Thomas Humphry Ward, ed. The English Poets. 1880–1918.rnVol. IV. The Nineteenth Century: Wordsworth to Rossetti

Dante Gabriel Rossetti (1828–1882)

Soothsay

LET no man ask thee of anything

Not yearborn between Spring and Spring.

More of all worlds than he can know,

Each day the single sun doth show.

A trustier gloss than thou canst give

From all wise scrolls demonstrative,

The sea doth sigh and the wind sing.

Let no man awe thee on any height

Of earthly kingship’s mouldering might.

The dust his heel holds meet for thy brow

Hath all of it been what both are now;

And thou and he may plague together

A beggar’s eyes in some dusty weather

When none that is now knows sound or sight.

Crave thou no dower of earthly things

Unworthy Hope’s imaginings.

To have brought true birth of Song to be

And to have won hearts to Poesy,

Or anywhere in the sun or rain

To have loved and been beloved again,

Is loftiest reach of Hope’s bright wings.

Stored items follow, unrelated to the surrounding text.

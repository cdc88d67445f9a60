use crate::DirEntryType;

#[derive(Debug, Clone, Copy, PartialEq, Eq)]
#[repr(C, align(32))]
pub struct Stat {
    pub mode: DirEntryType,
    /// Optimal I/O block size
    pub block_size: u64,
    /// Occupying blocks
    pub blocks: u64,
    /// File size
    pub size: u64,
}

The wild waifs cast up by the sea

Are diverse ever seasonably.

Even so the soul-tides still may land

A different drift upon the sand.

But one the sea is evermore:

And one be still, ’twixt shore and shore,

As the sea’s life, thy soul in thee.

Say, hast thou pride? How then may fit

Thy mood with flatterer’s silk-spun wit?

Haply the sweet voice lifts thy crest,

A breeze of fame made manifest.

Nay, but then chaf’st at flattery? Pause:

Be sure thy wrath is not because

It makes thee feel thou lovest it.

Let thy soul strive that still the same

Be early friendship’s sacred flame.

The affinities have strongest part

In youth, and draw men heart to heart:

As life wears on and finds no rest,

The individual in each breast

Is tyrannous to sunder them.

In the life-drama’s stern cue-call,

A friend’s a part well-prized by all:

And if thou meet an enemy,

What art thou that none such should be?

Even so: but if the two parts run

Into each other and grow one,

Then comes the curtain’s cue to fall.

Whate’er by other’s need is claimed

More than by thine,—to him unblamed

Resign it: and if he should hold

What more than he thou lack’st, bread, gold

Or any good whereby we live,—

To thee such substance let him give

Freely: nor he nor thou be shamed.

Strive that thy works prove equal: lest

That work which thou hast done the best

Should come to be to thee at length

(Even as to envy seems the strength

Of others) hateful and abhorr’d,—

Thine own above thyself made lord,—

Of self-rebuke the bitterest.

Unto the man of yearning thought

And aspiration, to do nought

Is in itself almost an act,—

Being chasm-fire and cataract

Of the soul’s utter depths unseal’d.

Yet woe to thee if once thou yield

Unto the act of doing nought!

How callous seems beyond revoke

The clock with its last listless stroke!

How much too late at length!—to trace

The hour on its forewarning face,

The thing thou hast not dared to do!…

Behold, this may be thus! Ere true

It prove, arise and bear thy yoke.

Let lore of all Theology

Be to thy soul what it can be:

But know,—the Power that fashions man

Measured not out thy little span

For thee to take the meting-rod

In turn, and so approve on God

Thy science of Theometry.

To God at best, to Chance at worst,

Give thanks for good things, last as first.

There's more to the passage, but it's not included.